See Batch Calculationsreturn_flows requires a precision calculation mode for the LifeTable contract and Pure financial annuities (ir.a(), ir.ä()) for pure-financial aggregate flows.

Querying individual rates#

Use get_rate(t) to retrieve the spot rate applying at any instant. For piecewise curves this returns the rate of the segment containing t; for constant curves it always returns the single rate. The call is vectorised: pass a list or array to get all rates at once.

Segment boundaries (junction times): piecewise segments are left-closed intervals \([T_{k-1}, T_k]\) where \(T_0 = 0\) and \(T_k\) is the cumulative end of segment \(k\). At an exact junction \(t = T_k\), get_rate returns the rate of the segment ending at \(T_k\) (not the next segment). Internally this follows numpy.searchsorted(cum_terms, t, side='left'), consistent with get_segment_info and discount compounding in vn().

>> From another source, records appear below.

use axum::{
    Json,
    http::{HeaderValue, StatusCode, header},
    response::{IntoResponse, Response},
};
use serde::Serialize;
use thiserror::Error;

use crate::features::marker::{FieldViolation, MarkerError};

/// 应用统一错误类型
#[derive(Error, Debug)]
pub enum AppError {
    /// 请求体 / 查询串无法解析
    #[error("请求格式错误: {0}")]
    BadRequest(String),

    /// 参数校验错误（字段级）
    #[error("参数校验错误: {}", join_messages(.0))]
    InvalidParams(Vec<FieldViolation>),

    /// 路由不存在
    #[error("未找到: {0}")]
    NotFound(String),

    /// 标记渲染 / 编码失败
    #[error("标记渲染错误: {0}")]
    Render(String),

    /// 内部服务器错误
    #[error("内部错误: {0}")]
    Internal(String),
}

fn join_messages(violations: &[FieldViolation]) -> String {
    violations
        .iter()
        .map(|v| v.message.as_str())
        .collect::<Vec<_>>()
        .join("; ")
}

/// RFC7807 风格的错误响应（Problem Details）。
#[derive(Debug, Serialize, utoipa::ToSchema)]
#[serde(rename_all = "camelCase")]
pub struct ProblemDetails {
    /// 问题类型（URI）。若无更细分的类型，可使用 about:blank。
    #[serde(rename = "type")]
    #[schema(example = "about:blank")]
    pub type_url: String,

    #[schema(example = "Validation Failed")]
    pub title: String,

    #[schema(example = 422)]
    pub status: u16,

    /// 人类可读的详细信息（服务端错误仅返回简短描述）。
    #[serde(skip_serializing_if = "Option::is_none")]
    pub detail: Option<String>,

    /// 稳定的错误码，用于程序化处理。
    #[schema(example = "VALIDATION_FAILED")]
    pub code: String,

    #[serde(skip_serializing_if = "Option::is_none")]
    pub request_id: Option<String>,

    /// 字段级校验错误
    #[serde(skip_serializing_if = "Option::is_none")]
    pub errors: Option<Vec<ProblemFieldError>>,
}

#[derive(Debug, Serialize, utoipa::ToSchema)]
#[serde(rename_all = "camelCase")]
pub struct ProblemFieldError {
    /// 字段名（与请求字段一致）
    #[schema(example = "size")]
    pub field: String,
    pub message: String,
}

impl AppError {
    fn status_code(&self) -> StatusCode {
        match self {
            AppError::BadRequest(_) => StatusCode::BAD_REQUEST,
            AppError::InvalidParams(_) => StatusCode::UNPROCESSABLE_ENTITY,
            AppError::NotFound(_) => StatusCode::NOT_FOUND,
            AppError::Render(_) | AppError::Internal(_) => StatusCode::INTERNAL_SERVER_ERROR,
        }
    }

    fn stable_code(&self) -> &'static str {
        match self {
            AppError::BadRequest(_) => "BAD_REQUEST",
            AppError::InvalidParams(_) => "VALIDATION_FAILED",
            AppError::NotFound(_) => "NOT_FOUND",
            AppError::Render(_) => "IMAGE_RENDER_FAILED",
            AppError::Internal(_) => "INTERNAL_ERROR",
        }
    }

    fn title(&self) -> &'static str {
        match self.status_code() {
            StatusCode::BAD_REQUEST => "Bad Request",
            StatusCode::NOT_FOUND => "Not Found",
            StatusCode::UNPROCESSABLE_ENTITY => "Validation Failed",
            StatusCode::INTERNAL_SERVER_ERROR => "Internal Server Error",
            _ => "Error",
        }
    }

    /// 对外暴露的详情：服务端错误只给出简短描述，原因仅写入日志。
    fn public_detail(&self) -> String {
        match self {
            AppError::Render(cause) => {
                tracing::error!("标记渲染失败: {}", cause);
                "标记渲染失败".to_string()
            }
            AppError::Internal(cause) => {
                tracing::error!("内部错误: {}", cause);
                "服务器内部错误".to_string()
            }
            other => {
                tracing::debug!("客户端请求错误: {}", other);
                other.to_string()
            }
        }
    }
}

impl From<MarkerError> for AppError {
    fn from(err: MarkerError) -> Self {
        match err {
            MarkerError::Invalid(violations) => AppError::InvalidParams(violations),
            MarkerError::InvalidIdentifier { .. } => AppError::InvalidParams(vec![FieldViolation {
                field: "id",
                message: err.to_string(),
            }]),
            MarkerError::InvalidDictionary(_) => AppError::InvalidParams(vec![FieldViolation {
                field: "dictionary",
                message: err.to_string(),
            }]),
            MarkerError::InvalidGeometry(_) | MarkerError::Encode(_) => {
                AppError::Render(err.to_string())
            }
        }
    }
}

impl IntoResponse for AppError {
    fn into_response(self) -> Response {
        let status = self.status_code();
        let detail = Some(self.public_detail());

        let problem = ProblemDetails {
            type_url: "about:blank".to_string(),
            title: self.title().to_string(),
            status: status.as_u16(),
            detail,
            code: self.stable_code().to_string(),
            request_id: crate::request_id::current_request_id(),
            errors: match self {
                AppError::InvalidParams(violations) => Some(
                    violations
                        .into_iter()
                        .map(|v| ProblemFieldError {
                            field: v.field.to_string(),
                            message: v.message,
                        })
                        .collect(),
                ),
                _ => None,
            },
        };

        let mut res = Json(problem).into_response();
        *res.status_mut() = status;
        res.headers_mut().insert(
            header::CONTENT_TYPE,
            HeaderValue::from_static("application/problem+json"),
        );
        res
    }
}

#[cfg(test)]
mod tests {
    use super::*;

    #[test]
    fn marker_errors_map_to_client_or_server_status() {
        let invalid: AppError = MarkerError::InvalidDictionary("9x9".into()).into();
        assert_eq!(invalid.status_code(), StatusCode::UNPROCESSABLE_ENTITY);

        let id: AppError = MarkerError::InvalidIdentifier { id: 50, max: 49 }.into();
        assert!(matches!(&id, AppError::InvalidParams(v) if v[0].field == "id"));

        let geometry: AppError = MarkerError::InvalidGeometry("size 必须 >= 1".into()).into();
        assert_eq!(geometry.status_code(), StatusCode::INTERNAL_SERVER_ERROR);
        assert_eq!(geometry.stable_code(), "IMAGE_RENDER_FAILED");
    }

    #[test]
    fn render_error_detail_hides_cause() {
        let err = AppError::Render("PNG finish error: io".into());
        assert_eq!(err.public_detail(), "标记渲染失败");
    }
}
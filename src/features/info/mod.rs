pub mod handler;

pub use handler::{create_info_router, get_info, root};
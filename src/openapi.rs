use utoipa::OpenApi;
use utoipa::openapi::server::{ServerBuilder, ServerVariableBuilder};
use utoipa::Modify;

/// 为 Swagger UI 提供业务接口前缀的 Servers 配置。
///
/// 业务接口挂载在 `config.api.prefix` 下（默认空，即根路径）；`/health` 始终不带前缀。
struct ApiServers;

impl Modify for ApiServers {
    fn modify(&self, openapi: &mut utoipa::openapi::OpenApi) {
        let api = ServerBuilder::new()
            .url("{api_prefix}")
            .description(Some("业务接口（默认挂载在根路径）"))
            .parameter(
                "api_prefix",
                ServerVariableBuilder::new()
                    .default_value("")
                    .description(Some(
                        "业务接口前缀：对应 config.api.prefix（可通过 APP_API__PREFIX 覆盖）",
                    )),
            )
            .build();

        let root = ServerBuilder::new()
            .url("/")
            .description(Some("根路径（用于 /health 等不带前缀接口）"))
            .build();

        openapi.servers = Some(vec![api, root]);
    }
}

#[derive(OpenApi)]
#[openapi(
    paths(
        crate::features::health::handler::health_check,
        crate::features::info::handler::root,
        crate::features::info::handler::get_info,
        crate::features::marker::handler::generate_marker_get,
        crate::features::marker::handler::generate_marker_post,
        crate::features::marker::handler::generate_multiple,
    ),
    components(schemas(
        crate::error::ProblemDetails,
        crate::error::ProblemFieldError,
        crate::features::marker::Dictionary,
    )),
    modifiers(&ApiServers),
    tags(
        (
            name = "Marker",
            description = "标记生成：按 ID 与渲染参数生成单个或一组标记（PNG，base64 编码）。"
        ),
        (name = "Info", description = "服务说明：支持的字典与参数范围。"),
        (name = "Health", description = "健康检查：服务探活。"),
    ),
    info(
        title = "ArUco Marker API",
        version = env!("CARGO_PKG_VERSION"),
        description = "参数化的方形基准标记生成服务（Axum + utoipa）。"
    )
)]
pub struct ApiDoc;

from lactuca import InterestRate

ir = InterestRate(terms=[5, 5], rates=[0.02, 0.03, 0.04])

print(ir.get_rate(2))                    # 0.02  (first segment)
print(ir.get_rate(3.5))                  # 0.02  (fractional t, still in first segment)
print(ir.get_rate(5))                    # 0.02  (junction: still first segment)
print(ir.get_rate(7))                    # 0.03  (second segment)
print(ir.get_rate([2, 7, 12]))           # [0.02 0.03 0.04]
print(ir.get_rate([0.5, 5.5, 10.5]))     # [0.02 0.03 0.04]  (fractional t values)

For the full details of the segment containing t — its start, end, index, and relative position — use get_segment_info(t):

from lactuca import InterestRate

ir = InterestRate(terms=[5, 5], rates=[0.02, 0.03, 0.04])
info = ir.get_segment_info(7)

print(info['segment_index'])         # 1        (second segment, 0-based)
print(info['rate'])                  # 0.03
print(info['segment_start'])         # 5.0
print(info['segment_end'])           # 10.0
print(info['position_in_segment'])   # 2.0      (t=7 is 2 yr into the segment)

Effective rate over an interval#

For a piecewise curve, the rate in each segment is the instantaneous annual rate. To obtain the single effective annual rate that is equivalent over an arbitrary interval \([t_1, t_2]\), use get_effective_rate:

\[r_{\text{eff}} = \left(\frac{v(t_2)}{v(t_1)}\right)^{-1/(t_2-t_1)} - 1\]
from lactuca import InterestRate

ir = InterestRate(terms=[5, 5], rates=[0.02, 0.03, 0.04])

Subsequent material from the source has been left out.